Per quanto riguarda poi tutte le altre richieste, di cui, certe volte, non sappiamo nemmeno se siano utili alla realizzazione della salvezza divina nella nostra esistenza, non dobbiamo affatto rinunciarvi. Anzi, cresciuti nella fede fino a essere diventati bambini del regno dei cieli, possiamo continuare a insistere nelle nostre implorazioni, senza stancarci mai, confidando cocciutamente in un Padre infinitamente più buono di tutti i genitori di questo mondo (cf Lc 11,9-13). Il modello propostoci da Cristo stesso è la vedova che torna «senza fine a rompere la testa» al giudice incurante, esigendo da lui giustizia per un torto subito (cf Lc 18,5). E quanti torti anche noi subiamo ingiustamente dalla vita! Continuiamo allora a elevare le nostre incessanti suppliche «nello Spirito» (Ef 6,18), «con forti grida e lacrime a» Dio Padre «che può salvarci dalla morte» (Eb 5,7), dal male e dal maligno (cf Mt 6,13). Ma subito prima di terminarle, consegniamole con gratitudine e fiducia “infantile” nelle sue mani paterne e materne, mettendole sotto condizione:

«Abbà, tu che mi conosci meglio di me e che ben più di una madre non ti dimentichi mai di me, se quanto ti sto chiedendo è utile per la salvezza mia e altrui, ti prego di esaudirmi. Sento che lo farai e te ne ringrazio in anticipo. Se però, tu che mi conosci meglio di me stesso, prevedi che ciò che ti sto domandando non servirà a questo scopo, fa’ pure finta di niente!».

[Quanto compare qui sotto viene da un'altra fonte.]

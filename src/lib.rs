//! ledgerdesk - Terminal client for an accounting backend
//!
//! This library provides the core functionality behind the `ledgerdesk`
//! command: journal entries are checked for balance before they are
//! submitted, stored documents are streamed back with progress reporting,
//! and extraction results from uploaded documents are normalized into one
//! canonical shape.
//!
//! # Architecture
//!
//! The crate is organized into the following modules:
//!
//! - `config`: Configuration and path management
//! - `error`: Custom error types
//! - `models`: Core data models (money, journal entries, drafts, chat)
//! - `api`: HTTP client, payload decoding, streaming download, blob registry
//! - `services`: Business logic layer (validation, journal, documents, chat)
//! - `reports`: General ledger
//! - `export`: CSV, JSON and YAML export
//! - `display`: Terminal formatting
//! - `cli`: Command handlers
//!
//! # Example
//!
//! ```rust,ignore
//! use ledgerdesk::api::ApiClient;
//! use ledgerdesk::services::{JournalService, ValidationRules};
//!
//! let client = ApiClient::new("http://localhost:8000")?;
//! let rules = ValidationRules::default();
//! let entries = JournalService::new(&client, &rules).list().await?;
//! ```

pub mod api;
pub mod cli;
pub mod config;
pub mod display;
pub mod error;
pub mod export;
pub mod logging;
pub mod models;
pub mod reports;
pub mod services;

pub use error::{LedgerDeskError, LedgerDeskResult};
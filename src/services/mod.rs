//! Service layer for ledgerdesk
//!
//! The service layer sits between the CLI and the backend client, handling
//! validation before submit, document blobs and the chat session.

pub mod chat;
pub mod document;
pub mod journal;
pub mod sink;
pub mod validation;

pub use chat::ChatService;
pub use document::{DocumentService, Download};
pub use journal::JournalService;
pub use sink::{DirectorySink, FileSink};
pub use validation::{
    check_draft, check_journal_entry, BalanceSummary, EntryCheck, ValidationIssue,
    ValidationRules,
};
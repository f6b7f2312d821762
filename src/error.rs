//! Custom error types for ledgerdesk
//!
//! This module defines the error hierarchy for the application using thiserror
//! for ergonomic error definitions.

use thiserror::Error;

use crate::services::validation::ValidationIssue;

/// The main error type for ledgerdesk operations
#[derive(Error, Debug)]
pub enum LedgerDeskError {
    /// Configuration-related errors
    #[error("Configuration error: {0}")]
    Config(String),

    /// File I/O errors
    #[error("I/O error: {0}")]
    Io(String),

    /// JSON serialization errors
    #[error("JSON error: {0}")]
    Json(String),

    /// Network or HTTP failure while talking to the backend.
    ///
    /// `status` is `None` when the request never produced a response.
    #[error("{}", format_transfer(.status, .message))]
    Transfer {
        status: Option<u16>,
        message: String,
    },

    /// A journal entry was refused before it left the client
    #[error("Journal entry rejected: {}", format_issues(.0))]
    Rejected(Vec<ValidationIssue>),

    /// Validation errors for user input
    #[error("Validation error: {0}")]
    Validation(String),

    /// Malformed payload returned by the backend
    #[error("Parse error: {0}")]
    Parse(String),

    /// Entity not found errors
    #[error("{entity_type} not found: {identifier}")]
    NotFound {
        entity_type: &'static str,
        identifier: String,
    },

    /// Export errors
    #[error("Export error: {0}")]
    Export(String),
}

fn format_transfer(status: &Option<u16>, message: &str) -> String {
    match status {
        Some(code) => format!("Transfer failed: {} - {}", code, message),
        None => format!("Transfer failed: {}", message),
    }
}

fn format_issues(issues: &[ValidationIssue]) -> String {
    issues
        .iter()
        .map(ToString::to_string)
        .collect::<Vec<_>>()
        .join("; ")
}

impl LedgerDeskError {
    /// Create a transfer error from a non-success HTTP status and its body text
    pub fn http_status(status: u16, body: impl Into<String>) -> Self {
        Self::Transfer {
            status: Some(status),
            message: body.into(),
        }
    }

    /// Create a transfer error for a failure that produced no response
    pub fn network(message: impl Into<String>) -> Self {
        Self::Transfer {
            status: None,
            message: message.into(),
        }
    }

    /// Create a "not found" error for journal entries
    pub fn entry_not_found(identifier: impl Into<String>) -> Self {
        Self::NotFound {
            entity_type: "Journal entry",
            identifier: identifier.into(),
        }
    }

    /// Create a "not found" error for ledger accounts
    pub fn account_not_found(identifier: impl Into<String>) -> Self {
        Self::NotFound {
            entity_type: "Account",
            identifier: identifier.into(),
        }
    }

    /// HTTP status carried by a transfer error, if any
    pub fn status(&self) -> Option<u16> {
        match self {
            Self::Transfer { status, .. } => *status,
            _ => None,
        }
    }

    /// Check if this is a transfer error
    pub fn is_transfer(&self) -> bool {
        matches!(self, Self::Transfer { .. })
    }

    /// Check if this is a "not found" error
    pub fn is_not_found(&self) -> bool {
        matches!(self, Self::NotFound { .. })
    }

    /// Check if this is a validation error (including rejected entries)
    pub fn is_validation(&self) -> bool {
        matches!(self, Self::Validation(_) | Self::Rejected(_))
    }
}

impl From<std::io::Error> for LedgerDeskError {
    fn from(err: std::io::Error) -> Self {
        Self::Io(err.to_string())
    }
}

impl From<serde_json::Error> for LedgerDeskError {
    fn from(err: serde_json::Error) -> Self {
        Self::Json(err.to_string())
    }
}

impl From<reqwest::Error> for LedgerDeskError {
    fn from(err: reqwest::Error) -> Self {
        Self::Transfer {
            status: err.status().map(|s| s.as_u16()),
            message: err.to_string(),
        }
    }
}

/// Result type alias for ledgerdesk operations
pub type LedgerDeskResult<T> = Result<T, LedgerDeskError>;

#[cfg(test)]
mod tests {
    use super::*;
    use crate::models::Money;

    #[test]
    fn test_error_display() {
        let err = LedgerDeskError::Config("test error".into());
        assert_eq!(err.to_string(), "Configuration error: test error");
    }

    #[test]
    fn test_transfer_display_with_status() {
        let err = LedgerDeskError::http_status(404, "No such key");
        assert_eq!(err.to_string(), "Transfer failed: 404 - No such key");
        assert_eq!(err.status(), Some(404));
        assert!(err.is_transfer());
    }

    #[test]
    fn test_transfer_display_without_status() {
        let err = LedgerDeskError::network("connection refused");
        assert_eq!(err.to_string(), "Transfer failed: connection refused");
        assert_eq!(err.status(), None);
    }

    #[test]
    fn test_rejected_lists_every_reason() {
        let err = LedgerDeskError::Rejected(vec![
            ValidationIssue::MissingReference,
            ValidationIssue::Unbalanced {
                total_debit: Money::from_cents(10_000),
                total_credit: Money::from_cents(5_000),
            },
        ]);
        let text = err.to_string();
        assert!(text.contains("Reference is required"));
        assert!(text.contains("out of balance by 50.00"));
        assert!(err.is_validation());
    }

    #[test]
    fn test_not_found_error() {
        let err = LedgerDeskError::entry_not_found("JE-7");
        assert_eq!(err.to_string(), "Journal entry not found: JE-7");
        assert!(err.is_not_found());
    }

    #[test]
    fn test_from_io_error() {
        let io_err = std::io::Error::new(std::io::ErrorKind::NotFound, "file not found");
        let err: LedgerDeskError = io_err.into();
        assert!(matches!(err, LedgerDeskError::Io(_)));
    }
}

La potenza misteriosa dell’intercessione

Non la ragion pura, ma la stessa parola di Dio ci rivela che la potenza misteriosa della nostra esile preghiera di domanda è dovuta al fatto che lo Spirito prende tutti i nostri gemiti che anelano al bene e li unisce sull’“altare del mondo” agli incalcolabili vagiti della nuova creazione, immettendoli nella preghiera stessa del Figlio risorto. Da parte sua poi, il Figlio, mosso a compassione, «intercede per noi» presso il Padre (Rm 8,34), il quale fa concorrere tutto alla salvezza eterna dei figli che lo amano (cf v. 28). Con questa consapevolezza credente nell’onnipotente provvidenza di Dio, continuiamo a rivolgergli la nostra intercessione in mezzo alla tempesta, mettendoci a sua disposizione perché operi salvezza anche attraverso di noi.